Statistically speaking, Bo and I probably share a quarter of our genes, although that percentage may be higher, or even a lot lower – that’s the rotten thing about average values: as an individual, you never know how they apply to you. (But try telling that to an insurance agent.) That Bo has the line of my jaw is therefore probably no coincidence. That his feet are different sizes, just like mine, probably isn’t, either. According to the sociobiologists, now that I know about our blood relationship I will be able to love him more. Although only half as much as when I thought he was my own child, because father and child share half their genes on the average – in other words, twice as many as half-brothers.

This dramatic insight into the relationship between blood ties and love was given us by a certain William Hamilton, who in 1964 published an article in the Journal of Theoretical Biology with the title ‘The Evolution of Social Behaviour’. Hamilton’s article was seen by many as the most important breakthrough in evolutionary theory since Gregor Mendel’s discovery of the hereditary characteristics of the pea. Before Hamilton, Darwin’s theory could be used only to explain egocentricity – social behaviour did not fit within the theory, and was therefore an unpopular field of research for biologists. The only problem was that one could not deny that social behaviour existed, in both animals and humans. Hamilton was the first to provide an evolutionist’s explanation of such behaviour.

In short, Hamilton’s insight was this: social behaviour can provide an evolutionary advantage when it benefits direct blood relations. The quantity of genes shared by the blood relations is therefore the determining factor. From a genetic point of view, the closer the kinship, the greater the advantage of social behaviour over selfishness. Egocentric genes can therefore be served by altruistic individuals.

‘There’s only one problem with Hamilton’s theory.’ It was Dees, of course, who brought this up. ‘It’s a snake biting its own tail. He proves what must be proven on the basis of the presupposition that evolutionary theory is correct, and from the standpoint that there is such a thing as social behaviour.’

But this time I didn’t feel like letting him get away with it so easily. ‘You could,’ I said, ‘develop a hypothesis on the basis of Hamilton’s theory. For example, that humans or animals will be more egoistical in proportion to the extent that other individuals in an experiment are more distantly related. In general, experiments seem to support that hypothesis.’

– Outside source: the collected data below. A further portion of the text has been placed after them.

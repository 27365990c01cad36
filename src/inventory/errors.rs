//! Inventory error types.

use std::io;

use thiserror::Error;

/// Result type for inventory operations
pub type InventoryResult<T> = Result<T, InventoryError>;

/// Errors surfaced by the inventory store.
///
/// `Storage` is the one fatal-to-the-operation class: local file I/O
/// failures are not transient in this design, so they propagate instead of
/// being retried or swallowed. Malformed individual records never surface
/// here; scan sites skip them with a WARN log.
#[derive(Debug, Error)]
pub enum InventoryError {
    /// A book with this id (case-insensitive) already exists.
    #[error("book id already exists: {id}")]
    AlreadyExists { id: String },

    /// No book with this id (case-insensitive) exists.
    #[error("book not found: {id}")]
    NotFound { id: String },

    /// Price range query with min above max.
    #[error("invalid price range: min {min} exceeds max {max}")]
    InvalidRange { min: f64, max: f64 },

    /// Reading or writing the backing file failed.
    #[error("inventory storage unavailable: {context}")]
    Storage {
        context: String,
        #[source]
        source: io::Error,
    },
}

impl InventoryError {
    /// Create a storage error wrapping the underlying I/O failure.
    pub fn storage(context: impl Into<String>, source: io::Error) -> Self {
        InventoryError::Storage {
            context: context.into(),
            source,
        }
    }
}
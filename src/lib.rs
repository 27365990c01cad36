//! bookshop-core - inventory and access-control core for a small bookshop
//!
//! Stores book records and user accounts in line-oriented text files,
//! authenticates users against stored credentials, and maps the two roles
//! (Cashier, Manager) to capability sets that gate the mutating operations.
//! Presentation, transport, and session handling live outside this crate.

pub mod access;
pub mod account;
pub mod codec;
pub mod inventory;
pub mod observability;
pub mod seed;
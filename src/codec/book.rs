//! Book record codec.
//!
//! Schema: `bookId,name,category,price,quantity`. Price is rendered with
//! Rust's shortest round-trip `f64` formatting, so `decode_book` recovers
//! the exact stored value. Quantity is a decimal integer.

use super::errors::{CodecError, CodecResult};
use super::FIELD_SEPARATOR;
use crate::inventory::Book;

/// Encodes a book as a single record line (no trailing newline).
pub fn encode_book(book: &Book) -> String {
    format!(
        "{id}{sep}{name}{sep}{category}{sep}{price}{sep}{quantity}",
        id = book.id,
        name = book.name,
        category = book.category,
        price = book.price,
        quantity = book.quantity,
        sep = FIELD_SEPARATOR,
    )
}

/// Decodes a book record line.
///
/// Fails if the line does not split into exactly 5 fields, if `price` is not
/// a finite non-negative number, or if `quantity` is not a non-negative
/// integer. Blank lines are the caller's job to skip.
pub fn decode_book(line: &str) -> CodecResult<Book> {
    let fields: Vec<&str> = line.split(FIELD_SEPARATOR).collect();
    if fields.len() != 5 {
        return Err(CodecError::malformed(
            line,
            format!("expected 5 fields, got {}", fields.len()),
        ));
    }

    let price: f64 = fields[3]
        .parse()
        .map_err(|_| CodecError::malformed(line, format!("invalid price: {:?}", fields[3])))?;
    if !price.is_finite() || price < 0.0 {
        return Err(CodecError::malformed(
            line,
            format!("price must be finite and non-negative: {:?}", fields[3]),
        ));
    }

    let quantity: u32 = fields[4]
        .parse()
        .map_err(|_| CodecError::malformed(line, format!("invalid quantity: {:?}", fields[4])))?;

    Ok(Book {
        id: fields[0].to_string(),
        name: fields[1].to_string(),
        category: fields[2].to_string(),
        price,
        quantity,
    })
}
//! Account store over a line-oriented backing file.
//!
//! Same storage rules as the inventory store: reads re-scan the file,
//! a missing file reads as empty, malformed lines are skipped with a WARN
//! log, and I/O failures always propagate.

use std::fs::{self, OpenOptions};
use std::io::{self, Write};
use std::path::{Path, PathBuf};
use std::sync::Mutex;

use super::errors::{AccountError, AccountResult};
use crate::access::{Identity, Role};
use crate::codec::{decode_account, encode_account, AccountRecord};
use crate::observability::Logger;

/// Explicit handle over one account file.
pub struct AccountStore {
    /// Path to the backing file
    path: PathBuf,
    /// Serializes the check-then-append path of `create_account`.
    write_lock: Mutex<()>,
}

impl AccountStore {
    /// Creates a store handle over the given backing file.
    ///
    /// The file is not created until the first successful mutation.
    pub fn new(path: impl Into<PathBuf>) -> Self {
        Self {
            path: path.into(),
            write_lock: Mutex::new(()),
        }
    }

    /// Returns the backing file path.
    pub fn path(&self) -> &Path {
        &self.path
    }

    /// Exact-match (case-sensitive) username scan.
    pub fn username_exists(&self, username: &str) -> AccountResult<bool> {
        Ok(self
            .read_records()?
            .iter()
            .any(|record| record.username == username))
    }

    /// Authenticates against stored credentials.
    ///
    /// Succeeds only on exact match of both username and secret, returning
    /// the first matching record's identity. Unknown user and wrong secret
    /// both return `AuthFailed`; the two are indistinguishable by design.
    pub fn authenticate(&self, username: &str, secret: &str) -> AccountResult<Identity> {
        self.read_records()?
            .into_iter()
            .find(|record| record.username == username && record.secret == secret)
            .map(|record| Identity {
                username: record.username,
                role: record.role,
            })
            .ok_or(AccountError::AuthFailed)
    }

    /// Appends a new account record.
    ///
    /// Fails with `AlreadyExists` on a username collision and with
    /// `InvalidRole` if `role` names neither recognized role
    /// (case-insensitive). The backing file is untouched on failure.
    pub fn create_account(&self, username: &str, secret: &str, role: &str) -> AccountResult<()> {
        let _guard = lock(&self.write_lock);

        if self.username_exists(username)? {
            return Err(AccountError::AlreadyExists {
                username: username.to_string(),
            });
        }

        let role = Role::parse(role).ok_or_else(|| AccountError::InvalidRole {
            role: role.to_string(),
        })?;

        self.append_line(&encode_account(username, secret, role))?;
        Logger::info(
            "ACCOUNT_CREATED",
            &[("role", role.as_str()), ("username", username)],
        );
        Ok(())
    }

    /// Scans the backing file, skipping blank and malformed lines.
    fn read_records(&self) -> AccountResult<Vec<AccountRecord>> {
        let contents = match fs::read_to_string(&self.path) {
            Ok(contents) => contents,
            // Missing file reads as empty, identical to an empty file
            Err(e) if e.kind() == io::ErrorKind::NotFound => return Ok(Vec::new()),
            Err(e) => {
                return Err(AccountError::storage(
                    format!("failed to read account file: {}", self.path.display()),
                    e,
                ))
            }
        };

        let mut records = Vec::new();
        for line in contents.lines() {
            if line.trim().is_empty() {
                continue;
            }
            match decode_account(line) {
                Ok(record) => records.push(record),
                // The offending line holds a secret; log only the reason
                Err(e) => Logger::warn(
                    "ACCOUNT_RECORD_SKIPPED",
                    &[
                        ("path", &self.path.display().to_string()),
                        ("reason", &e.to_string()),
                    ],
                ),
            }
        }
        Ok(records)
    }

    fn append_line(&self, line: &str) -> AccountResult<()> {
        let mut file = OpenOptions::new()
            .create(true)
            .append(true)
            .open(&self.path)
            .map_err(|e| {
                AccountError::storage(
                    format!("failed to open account file: {}", self.path.display()),
                    e,
                )
            })?;

        file.write_all(line.as_bytes())
            .and_then(|_| file.write_all(b"\n"))
            .map_err(|e| {
                AccountError::storage(
                    format!("failed to append to account file: {}", self.path.display()),
                    e,
                )
            })?;

        file.sync_all().map_err(|e| {
            AccountError::storage(
                format!("fsync failed on account file: {}", self.path.display()),
                e,
            )
        })
    }
}

/// Takes the write guard. The guard protects no data of its own, so a
/// poisoned lock carries no inconsistent state and is safe to re-enter.
fn lock(mutex: &Mutex<()>) -> std::sync::MutexGuard<'_, ()> {
    mutex.lock().unwrap_or_else(|poisoned| poisoned.into_inner())
}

‘All well and good,’ Dees countered, ‘but the only thing that proves is that the parson always christens his own child first – and that, to put it mildly, is not exactly a scientific breakthrough. If Hamilton is right, there should be a direct relationship between a given gene, or at most a pair of genes, and the social behaviour shown. What’s more, we’re supposed to believe that our genes contain information somewhere that enables us – unconsciously! – to distinguish between close relatives and those three or four times removed. But then you may as well believe in God, or in little green men from outer space.’

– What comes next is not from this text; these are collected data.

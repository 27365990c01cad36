//! Structured JSON logger
//!
//! - One log line = one event
//! - Deterministic key ordering (event, severity, then fields alphabetically)
//! - Synchronous, no buffering
//! - INFO/WARN to stdout, ERROR/FATAL to stderr

use std::fmt;
use std::io::{self, Write};

/// Log severity levels.
#[derive(Debug, Clone, Copy, PartialEq, Eq, PartialOrd, Ord)]
pub enum Severity {
    /// Normal operations
    Info = 0,
    /// Recoverable issues (e.g. a skipped malformed record)
    Warn = 1,
    /// Operation failures
    Error = 2,
    /// Unrecoverable, process should exit
    Fatal = 3,
}

impl Severity {
    /// Returns the string representation
    pub fn as_str(&self) -> &'static str {
        match self {
            Severity::Info => "INFO",
            Severity::Warn => "WARN",
            Severity::Error => "ERROR",
            Severity::Fatal => "FATAL",
        }
    }
}

impl fmt::Display for Severity {
    fn fmt(&self, f: &mut fmt::Formatter<'_>) -> fmt::Result {
        write!(f, "{}", self.as_str())
    }
}

/// A structured logger that outputs JSON lines.
///
/// Field keys are sorted so the same event always renders the same bytes.
pub struct Logger;

impl Logger {
    /// Log an event with the given severity and fields.
    pub fn log(severity: Severity, event: &str, fields: &[(&str, &str)]) {
        Self::log_to_writer(severity, event, fields, &mut io::stdout());
    }

    /// Log to stderr (for errors and fatal messages).
    pub fn log_stderr(severity: Severity, event: &str, fields: &[(&str, &str)]) {
        Self::log_to_writer(severity, event, fields, &mut io::stderr());
    }

    /// Internal log implementation that writes to a given writer.
    fn log_to_writer<W: Write>(
        severity: Severity,
        event: &str,
        fields: &[(&str, &str)],
        writer: &mut W,
    ) {
        // Build JSON manually to keep ordering deterministic
        let mut output = String::with_capacity(128);

        output.push('{');

        output.push_str("\"event\":\"");
        Self::escape_json_string(&mut output, event);
        output.push('"');

        output.push_str(",\"severity\":\"");
        output.push_str(severity.as_str());
        output.push('"');

        let mut sorted_fields: Vec<_> = fields.iter().collect();
        sorted_fields.sort_by_key(|(k, _)| *k);

        for (key, value) in sorted_fields {
            output.push_str(",\"");
            Self::escape_json_string(&mut output, key);
            output.push_str("\":\"");
            Self::escape_json_string(&mut output, value);
            output.push('"');
        }

        output.push('}');
        output.push('\n');

        // Write atomically (one syscall)
        let _ = writer.write_all(output.as_bytes());
        let _ = writer.flush();
    }

    /// Escape special characters for JSON strings
    fn escape_json_string(output: &mut String, s: &str) {
        for c in s.chars() {
            match c {
                '"' => output.push_str("\\\""),
                '\\' => output.push_str("\\\\"),
                '\n' => output.push_str("\\n"),
                '\r' => output.push_str("\\r"),
                '\t' => output.push_str("\\t"),
                c if c.is_control() => {
                    output.push_str(&format!("\\u{:04x}", c as u32));
                }
                c => output.push(c),
            }
        }
    }

    /// Log at INFO level
    pub fn info(event: &str, fields: &[(&str, &str)]) {
        Self::log(Severity::Info, event, fields);
    }

    /// Log at WARN level
    pub fn warn(event: &str, fields: &[(&str, &str)]) {
        Self::log(Severity::Warn, event, fields);
    }

    /// Log at ERROR level
    pub fn error(event: &str, fields: &[(&str, &str)]) {
        Self::log_stderr(Severity::Error, event, fields);
    }

    /// Log at FATAL level
    pub fn fatal(event: &str, fields: &[(&str, &str)]) {
        Self::log_stderr(Severity::Fatal, event, fields);
    }
}

/// Capture logs to a buffer for testing
#[cfg(test)]
pub fn capture_log(severity: Severity, event: &str, fields: &[(&str, &str)]) -> String {
    let mut buffer = Vec::new();
    Logger::log_to_writer(severity, event, fields, &mut buffer);
    String::from_utf8(buffer).unwrap()
}

#[cfg(test)]
mod tests {
    use super::*;

    #[test]
    fn test_severity_ordering() {
        assert!(Severity::Info < Severity::Warn);
        assert!(Severity::Warn < Severity::Error);
        assert!(Severity::Error < Severity::Fatal);
    }

    #[test]
    fn test_log_json_format() {
        let output = capture_log(Severity::Info, "BOOK_ADDED", &[("book_id", "B001")]);

        let parsed: serde_json::Value = serde_json::from_str(&output).unwrap();
        assert_eq!(parsed["event"], "BOOK_ADDED");
        assert_eq!(parsed["severity"], "INFO");
        assert_eq!(parsed["book_id"], "B001");
    }

    #[test]
    fn test_log_deterministic_ordering() {
        let output1 = capture_log(
            Severity::Warn,
            "RECORD_SKIPPED",
            &[("reason", "bad"), ("line_number", "3"), ("path", "books.txt")],
        );
        let output2 = capture_log(
            Severity::Warn,
            "RECORD_SKIPPED",
            &[("path", "books.txt"), ("reason", "bad"), ("line_number", "3")],
        );

        assert_eq!(output1, output2);
    }

    #[test]
    fn test_log_escapes_special_chars() {
        let output = capture_log(Severity::Warn, "RECORD_SKIPPED", &[("line", "a,\"b\"\nc")]);

        let parsed: serde_json::Value = serde_json::from_str(&output).unwrap();
        assert_eq!(parsed["line"], "a,\"b\"\nc");
    }

    #[test]
    fn test_log_one_line() {
        let output = capture_log(Severity::Info, "TEST", &[("a", "1"), ("b", "2")]);

        assert_eq!(output.chars().filter(|c| *c == '\n').count(), 1);
        assert!(output.ends_with('\n'));
    }
}
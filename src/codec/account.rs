//! Account record codec.
//!
//! Schema: `username,secret,role`. The role field is written in canonical
//! form (`Manager` / `Cashier`) and read case-insensitively. Secrets are
//! stored in clear text; this is the contractual on-disk format, documented
//! as a known weakness rather than silently changed.

use super::errors::{CodecError, CodecResult};
use super::FIELD_SEPARATOR;
use crate::access::Role;

/// One decoded line from the account file.
#[derive(Debug, Clone, PartialEq, Eq)]
pub struct AccountRecord {
    pub username: String,
    pub secret: String,
    pub role: Role,
}

/// Encodes an account as a single record line (no trailing newline).
pub fn encode_account(username: &str, secret: &str, role: Role) -> String {
    format!(
        "{username}{sep}{secret}{sep}{role}",
        username = username,
        secret = secret,
        role = role.as_str(),
        sep = FIELD_SEPARATOR,
    )
}

/// Decodes an account record line.
///
/// Fails if the line does not split into exactly 3 fields or if the role
/// field names neither recognized role.
pub fn decode_account(line: &str) -> CodecResult<AccountRecord> {
    let fields: Vec<&str> = line.split(FIELD_SEPARATOR).collect();
    if fields.len() != 3 {
        return Err(CodecError::malformed(
            line,
            format!("expected 3 fields, got {}", fields.len()),
        ));
    }

    let role = Role::parse(fields[2])
        .ok_or_else(|| CodecError::malformed(line, format!("unknown role: {:?}", fields[2])))?;

    Ok(AccountRecord {
        username: fields[0].to_string(),
        secret: fields[1].to_string(),
        role,
    })
}
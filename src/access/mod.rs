//! # Access Policy
//!
//! Static role-to-capability mapping for the two permission levels.
//!
//! Cashier holds the five read capabilities; Manager holds those plus the
//! three mutations (add-book, update-stock, create-account). The stores are
//! mechanism, not policy: callers check capabilities here before invoking a
//! gated store operation.

mod policy;

pub use policy::{
    capabilities_for, ensure_capability, AccessDenied, Capability, Identity, Role,
    CASHIER_CAPABILITIES, MANAGER_CAPABILITIES,
};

I had to admit that I could bring no reasonable argument to bear against that. But the problem with Dees’s criticism of evolutionary theory is that, although he rejects the Darwinists’ answers to the questions of life, he has no answers himself.

And so here I sit beside my sleeping half-brother, who looks like me but then again not. The cuckoo’s egg that my own father laid in my nest. Ever since Bo experienced the love of the girl-with-the-cap, he’s no longer afraid at night. Love makes whole. But can love ever restore what’s been broken between him and me? Will I ever be able to love him again the way I did all those years? And what about him? The only honest answer to those questions is: I don’t know, by God – and not by Darwin either.